- **INSTRUCTIONS FOR THE TASK**
Repeat the entries exactly as they appear.

- **EXTRACTED ENTRIES**

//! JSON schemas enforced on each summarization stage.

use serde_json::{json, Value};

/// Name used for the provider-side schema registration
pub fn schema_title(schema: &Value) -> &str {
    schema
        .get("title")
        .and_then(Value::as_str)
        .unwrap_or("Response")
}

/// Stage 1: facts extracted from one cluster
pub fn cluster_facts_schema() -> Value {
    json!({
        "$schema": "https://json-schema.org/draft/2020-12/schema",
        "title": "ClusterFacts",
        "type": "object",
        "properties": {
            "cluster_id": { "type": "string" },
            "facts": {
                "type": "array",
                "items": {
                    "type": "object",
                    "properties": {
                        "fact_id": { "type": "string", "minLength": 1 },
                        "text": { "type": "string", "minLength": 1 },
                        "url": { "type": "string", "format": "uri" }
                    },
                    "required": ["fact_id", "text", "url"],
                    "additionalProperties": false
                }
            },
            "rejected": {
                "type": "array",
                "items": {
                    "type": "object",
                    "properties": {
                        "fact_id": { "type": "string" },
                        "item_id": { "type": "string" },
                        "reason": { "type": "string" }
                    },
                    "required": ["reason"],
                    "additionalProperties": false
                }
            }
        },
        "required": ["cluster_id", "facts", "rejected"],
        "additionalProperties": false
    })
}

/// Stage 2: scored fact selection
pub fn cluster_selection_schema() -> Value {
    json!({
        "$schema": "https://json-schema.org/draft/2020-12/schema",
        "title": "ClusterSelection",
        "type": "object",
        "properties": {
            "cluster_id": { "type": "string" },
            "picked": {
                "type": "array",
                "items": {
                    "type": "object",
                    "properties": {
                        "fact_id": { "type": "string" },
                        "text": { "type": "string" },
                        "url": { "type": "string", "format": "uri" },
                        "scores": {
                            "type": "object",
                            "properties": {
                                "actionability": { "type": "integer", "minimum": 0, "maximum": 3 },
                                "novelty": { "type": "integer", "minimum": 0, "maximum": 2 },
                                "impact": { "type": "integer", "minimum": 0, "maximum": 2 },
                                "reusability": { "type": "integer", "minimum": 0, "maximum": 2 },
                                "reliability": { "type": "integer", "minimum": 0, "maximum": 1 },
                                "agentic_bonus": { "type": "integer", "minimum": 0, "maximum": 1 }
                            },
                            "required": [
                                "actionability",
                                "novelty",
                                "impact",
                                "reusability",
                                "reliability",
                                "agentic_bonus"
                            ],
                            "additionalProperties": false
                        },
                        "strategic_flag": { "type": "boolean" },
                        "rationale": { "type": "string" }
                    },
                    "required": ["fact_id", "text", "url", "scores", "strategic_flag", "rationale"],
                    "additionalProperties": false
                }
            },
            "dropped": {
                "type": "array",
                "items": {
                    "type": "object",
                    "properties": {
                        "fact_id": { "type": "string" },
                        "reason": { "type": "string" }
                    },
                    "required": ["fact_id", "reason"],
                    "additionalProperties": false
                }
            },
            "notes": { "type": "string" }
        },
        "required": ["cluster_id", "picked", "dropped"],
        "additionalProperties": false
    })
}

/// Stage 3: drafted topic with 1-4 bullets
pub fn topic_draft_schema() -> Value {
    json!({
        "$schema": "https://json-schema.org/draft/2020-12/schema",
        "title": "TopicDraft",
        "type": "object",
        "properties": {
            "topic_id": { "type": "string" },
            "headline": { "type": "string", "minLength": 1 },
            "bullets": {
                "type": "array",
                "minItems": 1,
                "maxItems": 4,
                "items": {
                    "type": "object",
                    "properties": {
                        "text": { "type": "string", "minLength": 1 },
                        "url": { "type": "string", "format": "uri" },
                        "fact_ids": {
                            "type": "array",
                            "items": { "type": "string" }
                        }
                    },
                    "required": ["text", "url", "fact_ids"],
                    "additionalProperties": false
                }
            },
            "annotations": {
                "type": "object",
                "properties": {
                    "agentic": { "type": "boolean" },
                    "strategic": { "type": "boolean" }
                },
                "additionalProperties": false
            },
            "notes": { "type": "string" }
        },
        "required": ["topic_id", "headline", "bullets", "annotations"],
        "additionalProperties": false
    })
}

- **OUTPUT BELOW**
//! JSON schemas enforced on each summarization stage.

use serde_json::{json, Value};

/// Name used for the provider-side schema registration
pub fn schema_title(schema: &Value) -> &str {
    schema
        .get("title")
        .and_then(Value::as_str)
        .unwrap_or("Response")
}

/// Stage 1: facts extracted from one cluster
pub fn cluster_facts_schema() -> Value {
    json!({
        "$schema": "https://json-schema.org/draft/2020-12/schema",
        "title": "ClusterFacts",
        "type": "object",
        "properties": {
            "cluster_id": { "type": "string" },
            "facts": {
                "type": "array",
                "items": {
                    "type": "object",
                    "properties": {
                        "fact_id": { "type": "string", "minLength": 1 },
                        "text": { "type": "string", "minLength": 1 },
                        "url": { "type": "string", "format": "uri" }
                    },
                    "required": ["fact_id", "text", "url"],
                    "additionalProperties": false
                }
            },
            "rejected": {
                "type": "array",
                "items": {
                    "type": "object",
                    "properties": {
                        "fact_id": { "type": "string" },
                        "item_id": { "type": "string" },
                        "reason": { "type": "string" }
                    },
                    "required": ["reason"],
                    "additionalProperties": false
                }
            }
        },
        "required": ["cluster_id", "facts", "rejected"],
        "additionalProperties": false
    })
}

/// Stage 2: scored fact selection
pub fn cluster_selection_schema() -> Value {
    json!({
        "$schema": "https://json-schema.org/draft/2020-12/schema",
        "title": "ClusterSelection",
        "type": "object",
        "properties": {
            "cluster_id": { "type": "string" },
            "picked": {
                "type": "array",
                "items": {
                    "type": "object",
                    "properties": {
                        "fact_id": { "type": "string" },
                        "text": { "type": "string" },
                        "url": { "type": "string", "format": "uri" },
                        "scores": {
                            "type": "object",
                            "properties": {
                                "actionability": { "type": "integer", "minimum": 0, "maximum": 3 },
                                "novelty": { "type": "integer", "minimum": 0, "maximum": 2 },
                                "impact": { "type": "integer", "minimum": 0, "maximum": 2 },
                                "reusability": { "type": "integer", "minimum": 0, "maximum": 2 },
                                "reliability": { "type": "integer", "minimum": 0, "maximum": 1 },
                                "agentic_bonus": { "type": "integer", "minimum": 0, "maximum": 1 }
                            },
                            "required": [
                                "actionability",
                                "novelty",
                                "impact",
                                "reusability",
                                "reliability",
                                "agentic_bonus"
                            ],
                            "additionalProperties": false
                        },
                        "strategic_flag": { "type": "boolean" },
                        "rationale": { "type": "string" }
                    },
                    "required": ["fact_id", "text", "url", "scores", "strategic_flag", "rationale"],
                    "additionalProperties": false
                }
            },
            "dropped": {
                "type": "array",
                "items": {
                    "type": "object",
                    "properties": {
                        "fact_id": { "type": "string" },
                        "reason": { "type": "string" }
                    },
                    "required": ["fact_id", "reason"],
                    "additionalProperties": false
                }
            },
            "notes": { "type": "string" }
        },
        "required": ["cluster_id", "picked", "dropped"],
        "additionalProperties": false
    })
}

/// Stage 3: drafted topic with 1-4 bullets
pub fn topic_draft_schema() -> Value {
    json!({
        "$schema": "https://json-schema.org/draft/2020-12/schema",
        "title": "TopicDraft",
        "type": "object",
        "properties": {
            "topic_id": { "type": "string" },
            "headline": { "type": "string", "minLength": 1 },
            "bullets": {
                "type": "array",
                "minItems": 1,
                "maxItems": 4,
                "items": {
                    "type": "object",
                    "properties": {
                        "text": { "type": "string", "minLength": 1 },
                        "url": { "type": "string", "format": "uri" },
                        "fact_ids": {
                            "type": "array",
                            "items": { "type": "string" }
                        }
                    },
                    "required": ["text", "url", "fact_ids"],
                    "additionalProperties": false
                }
            },
            "annotations": {
                "type": "object",
                "properties": {
                    "agentic": { "type": "boolean" },
                    "strategic": { "type": "boolean" }
                },
                "additionalProperties": false
            },
            "notes": { "type": "string" }
        },
        "required": ["topic_id", "headline", "bullets", "annotations"],
        "additionalProperties": false
    })
}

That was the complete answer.